All over Nymphéas fait voyager dans un univers simple et intense. Cette pièce impose une rêverie. On sait qu’en sortant, le soleil va nous éblouir tant ces bleus réhaussés de verts non seulement renouent avec la toile de Monet mais nous poussent dans l’abandon dans lequel le chorégraphe veut nous laisser.
Tous les danseurs, sous emprises, conservent, complètent et tiennent le geste fluide, subtil et parfois drôle sans le chercher. Tout est codifié, prend sens dans son déroulement.
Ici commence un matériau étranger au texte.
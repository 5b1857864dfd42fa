mod store;

pub use store::JsonHistoryStore;

use chrono::Utc;
use uuid::Uuid;

use crate::aspect::AspectRatio;
use crate::style::{GenerationMode, StyleSettings};

/// One persisted generation result.
#[derive(Debug, Clone, PartialEq)]
pub struct HistoryEntry {
    pub id: String,
    pub image_bytes: Vec<u8>,
    pub mime_type: String,
    pub prompt: String,
    pub aspect_ratio: AspectRatio,
    /// Unix milliseconds.
    pub timestamp: i64,
    pub mode: GenerationMode,
    pub style: Option<StyleSettings>,
}

impl HistoryEntry {
    /// New entry stamped with a fresh id and the current time.
    pub fn new(
        image_bytes: Vec<u8>,
        mime_type: impl Into<String>,
        prompt: impl Into<String>,
        aspect_ratio: AspectRatio,
        mode: GenerationMode,
        style: Option<StyleSettings>,
    ) -> Self {
        Self {
            id: Uuid::new_v4().to_string(),
            image_bytes,
            mime_type: mime_type.into(),
            prompt: prompt.into(),
            aspect_ratio,
            timestamp: Utc::now().timestamp_millis(),
            mode,
            style,
        }
    }
}

/// Durable log of generation results.
///
/// `list` returns newest first. `delete` of an unknown id is a no-op.
pub trait HistoryStore {
    fn append(&mut self, entry: &HistoryEntry) -> anyhow::Result<()>;
    fn list(&mut self, offset: usize, limit: usize) -> anyhow::Result<Vec<HistoryEntry>>;
    fn delete(&mut self, id: &str) -> anyhow::Result<()>;
    fn count(&mut self) -> anyhow::Result<usize>;
}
Des hommages, à travers des images, à Ramund Hoghe sont glissés çà et là : les talons, les lunettes de soleil, la mue du chorégraphe… Le rythme des pas, tout s’enchaine pour nous faire courir dans l’étroit couloir dans lequel le chorégraphe nous mène sans brutalité… Même les cuirasses argentées ne servent pas à se défendre. Elles deviennent des œuvres d’art, sorte de compression de César, posées au sol, qui nous observent, tranquilles, apaisées.
Les mobiles ont été relevés, Emmanuel Eggermont – enfin nu ! – soupoudré de rose et de dos, la répétition de la pose se décline avec les danseurs… Personne ne se touche dans cette pièce. Pas de portée. Pas de duo à la Romulus et Rémus. Aucun affrontement. Des marches, des bras graphiques, déchirent l’espace… mais tout est sensualité et grâce.
Un moment unique dans ce festival qui grouille de tracts et de sollicitations. Une pièce aboutie qui séduira les contemplatifs, les autres, passez votre chemin… laissez-nous baigner dans cette mare de nymphéas.